Dr. Bolton is an Assistant Professor of Industrial and Systems Engineering at the University at Buffalo (UB). He obtained his Ph.D. in Systems Engineering from the University of Virginia, Charlottesville, in 2010. Before joining UB, he worked as a Senior Research Associate at NASA’s Ames Research Center and as an Assistant Professor of Industrial Engineering at the University of Illinois at Chicago. Dr. Bolton is an expert on the use of formal methods in human factors engineering and has published widely in this area. He has successfully applied his research to safety-critical applications in aerospace, medicine, defense, and cybersecurity.  Dr.
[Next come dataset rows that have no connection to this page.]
//! HTTP route handlers.
//!
//! # Route Structure
//!
//! ```text
//! GET  /                       - Home page (hero, services, achievements)
//! GET  /health                 - Liveness check
//! GET  /health/ready           - Readiness check (verifies database)
//!
//! # Tracking (public)
//! GET  /tracking               - Tracking lookup form
//! GET  /tracking/lookup        - Form redirect to canonical URL
//! GET  /tracking/{reference}   - Tracking result
//!
//! # Auth
//! GET  /auth/login             - Login page
//! POST /auth/login             - Login action
//! GET  /auth/register          - Register page
//! POST /auth/register          - Register action
//! POST /auth/logout            - Logout action
//!
//! # Dashboard (admin role required)
//! GET  /dashboard                        - Shipments list
//! POST /dashboard/shipments              - Create shipment
//! POST /dashboard/shipments/{id}/updates - Append tracking update
//! GET  /dashboard/charts                 - Charts
//! GET  /dashboard/chat                   - Operations chat console
//!
//! # JSON API (session required)
//! GET  /api/active-shipment    - Count of undelivered shipments
//! GET  /api/shipments          - All shipments with history
//! POST /api/pusher-auth        - Real-time channel authorization
//! POST /api/chat/messages      - Post a chat message (admin)
//! ```

pub mod api;
pub mod auth;
pub mod dashboard;
pub mod home;
pub mod tracking;

use axum::{
    Router,
    routing::{get, post},
};

use crate::state::AppState;

/// Create the auth routes router.
pub fn auth_routes() -> Router<AppState> {
    Router::new()
        .route("/login", get(auth::login_page).post(auth::login))
        .route("/register", get(auth::register_page).post(auth::register))
        .route("/logout", post(auth::logout))
}

/// Create the tracking routes router.
pub fn tracking_routes() -> Router<AppState> {
    Router::new()
        .route("/", get(tracking::index))
        .route("/lookup", get(tracking::lookup))
        .route("/{reference}", get(tracking::show))
}

/// Create the dashboard routes router.
pub fn dashboard_routes() -> Router<AppState> {
    Router::new()
        .route("/", get(dashboard::shipments))
        .route("/shipments", post(dashboard::create_shipment))
        .route(
            "/shipments/{id}/updates",
            post(dashboard::append_update),
        )
        .route("/charts", get(dashboard::charts))
        .route("/chat", get(dashboard::chat))
}

/// Create all routes for the web application.
pub fn routes() -> Router<AppState> {
    Router::new()
        // Home page
        .route("/", get(home::home))
        // Public tracking
        .nest("/tracking", tracking_routes())
        // Auth routes
        .nest("/auth", auth_routes())
        // Operations dashboard
        .nest("/dashboard", dashboard_routes())
        // JSON API
        .nest("/api", api::routes())
}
Bolton has received funding on projects sponsored by the European Space Agency, NSF, NASA, AHRQ, and DoD.  This includes a Young Investigator Program Award from the Army Research Office. He is an associate editor for the IEEE Transactions on Human Machine Systems and the outgoing Chair of the Human Performance Modeling Technical Group for the Human Factors and Ergonomics Society. He was appointed as a Senior Member of IEEE in 2015 and received the Human Factors and Ergonomics Society’s William C. Howell Young Investigator award in 2018.